The conflict dates back to the agrarian reform laws in 1970s, but has deepened along with the certification process started in the early 90s, along with the agrarian counter-reform promoted by the neoliberal government of Rafael Callejas, and has eventually intensified after the coup d’état in 2009.
One of the biggest players in the region is Miguel Facussé – owner of Dinant Corporation, formerly engaged in a conflict with the peasants of the Bajo Aguán valley – accused of having fraudulently taken control over about 15 km of the ancestral lands between Limón and Vallecito, belonging to the Garifuna community of Limón, within the Colón department.

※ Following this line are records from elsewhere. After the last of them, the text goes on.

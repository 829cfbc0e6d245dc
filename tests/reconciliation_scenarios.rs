use activity_audit::progress::InMemoryProgressStore;
use activity_audit::{
    deduplicate, extract, parse_detection_json, ActivityCatalogEntry, GroundTruthRecord,
    LabelMapper, MatchPolicy, MatchType, ProgressStore, ReconciliationEngine,
};

fn catalog() -> Vec<ActivityCatalogEntry> {
    vec![
        ActivityCatalogEntry::new(1, "Sales Desk"),
        ActivityCatalogEntry::new(2, "Stretching"),
        ActivityCatalogEntry::new(3, "Cleaning"),
        ActivityCatalogEntry::new(4, "Making Calls"),
        ActivityCatalogEntry::new(5, "Intake"),
    ]
}

fn truth(record_id: i64, ts: &str, activity_id: i64, camera: &str) -> GroundTruthRecord {
    GroundTruthRecord {
        record_id,
        activity_id,
        activity_name: catalog()
            .into_iter()
            .find(|a| a.id == activity_id)
            .map(|a| a.name)
            .unwrap_or_default(),
        timestamp: ts.to_string(),
        camera: camera.to_string(),
    }
}

#[test]
fn customer_and_employee_bounds_expand_to_five_events() {
    let records = parse_detection_json(
        br#"[{"timestamp": "2024-01-15T10:30:00Z", "camera": "cam-1", "image": "a.jpg",
              "bounds": [{"label": "person-customer", "confidence": 0.92},
                         {"label": "person-employee", "confidence": 0.81}]}]"#,
    )
    .unwrap();
    let events = extract(&records, &catalog(), &LabelMapper::default());
    assert_eq!(events.len(), 5);
    let mut ids: Vec<i64> = events.iter().map(|e| e.activity_id).collect();
    ids.sort_unstable();
    assert_eq!(ids, vec![1, 2, 3, 4, 5]);
}

#[test]
fn two_records_a_second_apart_collapse() {
    let records = parse_detection_json(
        br#"[{"timestamp": "2024-01-15T10:30:10Z", "camera": "cam-1", "bounds": [{"label": "stretching"}]},
             {"timestamp": "2024-01-15T10:30:11Z", "camera": "cam-1", "bounds": [{"label": "stretching"}]}]"#,
    )
    .unwrap();
    let deduped = deduplicate(extract(&records, &catalog(), &LabelMapper::default()));
    assert_eq!(deduped.len(), 1);
    assert_eq!(deduped[0].original_count, 2);
    assert_eq!(deduped[0].duplicates.len(), 1);
    assert_eq!(deduped[0].event.source_record_index, 0);
}

#[test]
fn three_truth_records_share_one_detection() {
    let records = parse_detection_json(
        br#"[{"timestamp": "2024-01-15T10:30:30Z", "camera": "cam-1",
              "bounds": [{"label": "person-customer", "confidence": 0.7, "zone": "door"}]}]"#,
    )
    .unwrap();
    let gt = vec![
        truth(11, "2024-01-15 10:30:00", 5, "cam-1"),
        truth(12, "2024-01-15 10:30:20", 5, "cam-1"),
        truth(13, "2024-01-15 10:30:59", 5, "cam-1"),
    ];
    let bundle = ReconciliationEngine::default()
        .run(&records, &catalog(), &gt, None)
        .unwrap();
    assert_eq!(bundle.matched_count, 3);
    assert!(bundle
        .matches
        .iter()
        .all(|m| m.detection_record_index == 0 && m.zone.as_deref() == Some("door")));
    assert_eq!(bundle.accuracy_percentage, 100.0);

    let strict = ReconciliationEngine::new(LabelMapper::default(), MatchPolicy::OneToOne)
        .run(&records, &catalog(), &gt, None)
        .unwrap();
    assert_eq!(strict.matched_count, 1);
    assert_eq!(strict.unmatched_count, 2);
}

#[test]
fn truth_without_detection_is_a_miss() {
    let records = parse_detection_json(
        br#"[{"timestamp": "2024-01-15T10:30:30Z", "camera": "cam-1", "bounds": [{"label": "stretching"}]}]"#,
    )
    .unwrap();
    let gt = vec![truth(21, "2024-01-15 14:00:00", 3, "cam-4")];
    let bundle = ReconciliationEngine::default()
        .run(&records, &catalog(), &gt, None)
        .unwrap();
    assert_eq!(bundle.matched_count, 0);
    assert_eq!(bundle.misses.len(), 1);
    assert_eq!(bundle.misses[0].ground_truth_record_id, 21);
    assert_eq!(bundle.misses[0].match_type, MatchType::MissedByAi);
    assert_eq!(bundle.accuracy_percentage, 0.0);
}

#[test]
fn seconds_and_millis_never_split_a_minute() {
    let records = parse_detection_json(
        br#"[{"timestamp": "2024-01-15T10:30:59.999Z", "camera": "cam-2", "bounds": [{"label": "person-customer"}]}]"#,
    )
    .unwrap();
    let gt = vec![truth(31, "2024-01-15T10:30:00.000Z", 5, "cam-2")];
    let bundle = ReconciliationEngine::default()
        .run(&records, &catalog(), &gt, None)
        .unwrap();
    assert_eq!(bundle.matched_count, 1);
}

#[test]
fn unknown_labels_only_show_up_in_diagnostics() {
    let records = parse_detection_json(
        br#"[{"timestamp": "2024-01-15T10:30:00Z", "camera": "cam-1", "bounds": [{"label": "shopping-cart"}]}]"#,
    )
    .unwrap();
    let bundle = ReconciliationEngine::default()
        .run(&records, &catalog(), &[], None)
        .unwrap();
    assert_eq!(bundle.original_detection_count, 0);
    assert_eq!(bundle.diagnostics.unknown_labels.get("shopping-cart"), Some(&1));
}

#[test]
fn minute_level_count_never_exceeds_original() {
    let records = parse_detection_json(
        br#"[{"timestamp": "2024-01-15T10:30:00Z", "camera": "cam-1", "bounds": [{"label": "person-employee"}]},
             {"timestamp": "2024-01-15T10:30:20Z", "camera": "cam-1", "bounds": [{"label": "person-employee"}]},
             {"timestamp": "2024-01-15T10:31:00Z", "camera": "cam-1", "bounds": [{"label": "stretching"}]}]"#,
    )
    .unwrap();
    let bundle = ReconciliationEngine::default()
        .run(&records, &catalog(), &[], None)
        .unwrap();
    assert_eq!(bundle.original_detection_count, 9);
    assert_eq!(bundle.minute_level_detection_count, 5);

    let distinct = parse_detection_json(
        br#"[{"timestamp": "2024-01-15T10:30:00Z", "camera": "cam-1", "bounds": [{"label": "stretching"}]},
             {"timestamp": "2024-01-15T10:31:00Z", "camera": "cam-1", "bounds": [{"label": "stretching"}]}]"#,
    )
    .unwrap();
    let bundle = ReconciliationEngine::default()
        .run(&distinct, &catalog(), &[], None)
        .unwrap();
    assert_eq!(bundle.original_detection_count, bundle.minute_level_detection_count);
}

#[test]
fn result_bundle_serializes_with_camel_case_keys() {
    let records = parse_detection_json(
        br#"[{"timestamp": "2024-01-15T10:30:00Z", "camera": "cam-1", "bounds": [{"label": "stretching"}]}]"#,
    )
    .unwrap();
    let gt = vec![truth(1, "2024-01-15 10:30:00", 2, "cam-1")];
    let bundle = ReconciliationEngine::default()
        .run(&records, &catalog(), &gt, None)
        .unwrap();
    let value = serde_json::to_value(&bundle).unwrap();
    assert_eq!(value["matchedCount"], 1);
    assert_eq!(value["totalGroundTruthRecords"], 1);
    assert_eq!(value["matches"][0]["matchType"], "ACCURATE_DETECTION");
    assert_eq!(value["matches"][0]["groundTruthRecordId"], 1);
    assert!(value["performanceMetrics"]["totalProcessingTimeMs"].is_u64());
    assert!(value.get("metadata").is_none());
}

#[test]
fn progress_reaches_half_way_at_step_two() {
    let store = InMemoryProgressStore::new();
    store.initialize("proc-half").unwrap();
    store.update("proc-half", 2, None).unwrap();
    let snapshot = store.get("proc-half").unwrap().unwrap();
    assert_eq!(snapshot.percentage, 50);
    assert_eq!(snapshot.total_steps, 4);
}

Today his African palm plantations completely surrounds Vallecito.
Moreover, since 2005 people associated with organized crime have intensified their presence, imposing a reign of terror in the corridor of Limón - Punta Piedras, trying to force Garifuna communities located in Vallecito to leave their land. They took control over Vallecito territory, building a clandestine airstrip for drug smuggling that had been used for years, without any governmental intervention.
The increasing level of conflict has brought, on July 2014, to the capture and kidnapping of several members of the Garífuna community – including human rights defender and OFRANEH president Miriam Miranda – by heavily-armed men in Vallecito. During a previous visit to the area, they discovered that the illegal runway used by the narcos, which had been destroyed by the army in January 2014, was being rebuilt.